Units of measurement should be understood and recorded consistently. It is important that missing data values can be recognized as such by relevant software. For example, 999 may signify the number 999, or it could be code for “we have no clue.” There should be a defensible rule for handling situations such as “non-detects,” and data should be scanned for anomalies such as variable 27 having half its values equal to 0.00027. Try to understand as much as you can how these data arrived at your desk or disk. Why are some data missing or incomplete? Did they get lost through some substantively relevant mechanism? Understanding such mechanisms can help to avoid some seriously misleading results. For example, in a developmental imaging study of attention deficit hyperactivity disorder, might some data have been lost from children with the most severe hyperactivity because they could not sit still in the MR scanner?
Once the data have been wrestled into a convenient format, have a look! Tinkering around with the data, also known as exploratory data analysis, is often the most informative part of the analysis. Exploratory plots can reveal data quality issues and outliers. Simple summaries, such as means, standard deviations, and quantiles, can help refine thinking and offer face validity checks for hypotheses. Many studies, especially when going in completely new scientific directions, are exploratory by design; the area may be too novel to include clear a priori hypotheses. Working with the data informally can help generate new hypotheses and ideas. However, it is also important to acknowledge the specific ways data are selected prior to formal analyses and to consider how such selection might affect conclusions. And it is important to remember that using a single set of data to both generate and test hypotheses is problematic. See Rule 9.

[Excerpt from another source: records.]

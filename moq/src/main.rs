use clap::Parser;
use moq_config::prelude::{ConfigContainer, ConfigError};
use std::{path::Path, process::ExitCode, time::Duration};
use tokio::sync::RwLock;
use tracing::{debug, error, warn};

mod config;
mod server;
mod service;

use config::Opts;
use service::MockService;
use std::sync::Arc;

#[tokio::main]
async fn main() -> ExitCode {
    human_panic::setup_panic!();
    dotenv::dotenv().ok();

    let opt = Opts::parse();
    if let Err(e) = config::configure_logging(&opt.logging_opts) {
        eprintln!("Unable to configure logging: {}", e);
        return ExitCode::from(1);
    }

    let result = match opt.command {
        config::SubCommands::Server(server_opts) => server_opts.run_server().await,
    };

    let exit_code = match result {
        Err(e) => {
            error!("Exiting because of {}", e);
            1
        }
        Ok(_) => 0,
    };

    ExitCode::from(exit_code)
}

fn watch_for_changes(
    root_config: &Path,
    shared_service: Arc<RwLock<MockService>>,
    revision: String,
) {
    let root_config = root_config.to_path_buf();
    let config_container = ConfigContainer::new(&root_config);
    tokio::spawn(async move {
        let mut revision = Some(revision);
        loop {
            tokio::time::sleep(Duration::from_secs(5)).await;

            debug!("Reloading configuration");

            let service = match reload(&config_container, &mut revision) {
                Some(service) => service,
                None => continue,
            };

            {
                *shared_service.write().await = service;
            }
        }
    });
}

/// Loads a fresh route table. `None` keeps the one being served, either
/// because loading failed or because no file changed since `revision`.
fn reload(config_container: &ConfigContainer, revision: &mut Option<String>) -> Option<MockService> {
    let loaded_config = match config_container.load_config() {
        Ok(loaded_config) => loaded_config,
        Err(ConfigError::RoutesNotFound(routes_file)) => {
            warn!("Route document '{}' is missing", routes_file);
            *revision = None;
            return Some(MockService::Unavailable { routes_file });
        }
        Err(e) => {
            warn!("Unable to load config: {:?}", e);
            return None;
        }
    };

    if revision.as_deref() == Some(loaded_config.revision.as_str()) {
        debug!("Configuration unchanged");
        return None;
    }

    match config::build_router(&loaded_config) {
        Ok(router) => {
            debug!("Found {} routes", router.routes().len());
            *revision = Some(loaded_config.revision);
            Some(MockService::new(router))
        }
        Err(e) => {
            warn!("Unable to convert config: {:?}", e);
            None
        }
    }
}

#[cfg(test)]
fn write_config(dir: &Path, routes: Option<&str>) -> std::path::PathBuf {
    let root = dir.join("moq.toml");
    std::fs::write(&root, "[routes]\npaths = [\"routes.yml\"]\n").unwrap();
    if let Some(routes) = routes {
        std::fs::write(dir.join("routes.yml"), routes).unwrap();
    }
    root
}

#[test]
fn test_reload_serves_new_routes() {
    let dir = tempfile::tempdir().unwrap();
    let root = write_config(
        dir.path(),
        Some("- url: /a\n  method: GET\n  responses:\n    200: a\n"),
    );

    match reload(&ConfigContainer::new(&root), &mut None) {
        Some(MockService::Ready(router)) => assert_eq!(1, router.routes().len()),
        other => panic!("unexpected reload result {:?}", other),
    }
}

#[test]
fn test_reload_missing_routes_is_unavailable() {
    let dir = tempfile::tempdir().unwrap();
    let root = write_config(dir.path(), None);

    match reload(&ConfigContainer::new(&root), &mut None) {
        Some(MockService::Unavailable { routes_file }) => assert_eq!("routes.yml", routes_file),
        other => panic!("unexpected reload result {:?}", other),
    }
}

#[test]
fn test_reload_keeps_table_on_bad_document() {
    let dir = tempfile::tempdir().unwrap();
    let root = write_config(dir.path(), Some("- url: /a\n  responses: ["));
    assert!(reload(&ConfigContainer::new(&root), &mut None).is_none());

    let root = write_config(
        dir.path(),
        Some("- url: /a\n  method: GET\n  responses:\n    900: a\n"),
    );
    assert!(reload(&ConfigContainer::new(&root), &mut None).is_none());
}

#[test]
fn test_reload_skips_unchanged_files() {
    let dir = tempfile::tempdir().unwrap();
    let root = write_config(
        dir.path(),
        Some("- url: /a\n  method: GET\n  responses:\n    200: a\n"),
    );
    let container = ConfigContainer::new(&root);

    let mut revision = None;
    let first_id = match reload(&container, &mut revision) {
        Some(MockService::Ready(router)) => router.routes()[0].id.clone(),
        other => panic!("unexpected reload result {:?}", other),
    };
    assert!(revision.is_some());
    assert!(reload(&container, &mut revision).is_none());

    write_config(
        dir.path(),
        Some("- url: /a\n  method: GET\n  responses:\n    200: b\n"),
    );
    match reload(&container, &mut revision) {
        Some(MockService::Ready(router)) => assert_ne!(first_id, router.routes()[0].id),
        other => panic!("unexpected reload result {:?}", other),
    }

    std::fs::remove_file(dir.path().join("routes.yml")).unwrap();
    assert!(matches!(
        reload(&container, &mut revision),
        Some(MockService::Unavailable { .. })
    ));
    assert!(revision.is_none());

    write_config(
        dir.path(),
        Some("- url: /a\n  method: GET\n  responses:\n    200: b\n"),
    );
    assert!(matches!(
        reload(&container, &mut revision),
        Some(MockService::Ready(_))
    ));
}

Statistical software provides tools to assist analyses, not define them. The scientific context is critical, and the key to principled statistical analysis is to bring analytic methods into close correspondence with scientific questions. See Rule 1. While it can be helpful to include references to a specific algorithm or piece of software in the Methods section of a paper, this should not be a substitute for an explanation of the choice of statistical method in answering a question. A reader will likely want to consider the fundamental issue of whether the analytic technique is appropriately linked to the substantive questions being answered. Don’t make the reader puzzle over this: spell it out clearly.
At the same time, a structured algorithmic approach to the steps in your analysis can be very helpful in making this analysis reproducible by yourself at a later time, or by others with the same or similar data. See Rule 10.
All else being equal, simplicity trumps complexity. This rule has been rediscovered and enshrined in operating procedures across many domains and variously described as “Occam’s razor,” “KISS,” “less is more,” and “simplicity is the ultimate sophistication.” The principle of parsimony can be a trusted guide: start with simple approaches and only add complexity as needed, and then only add as little as seems essential.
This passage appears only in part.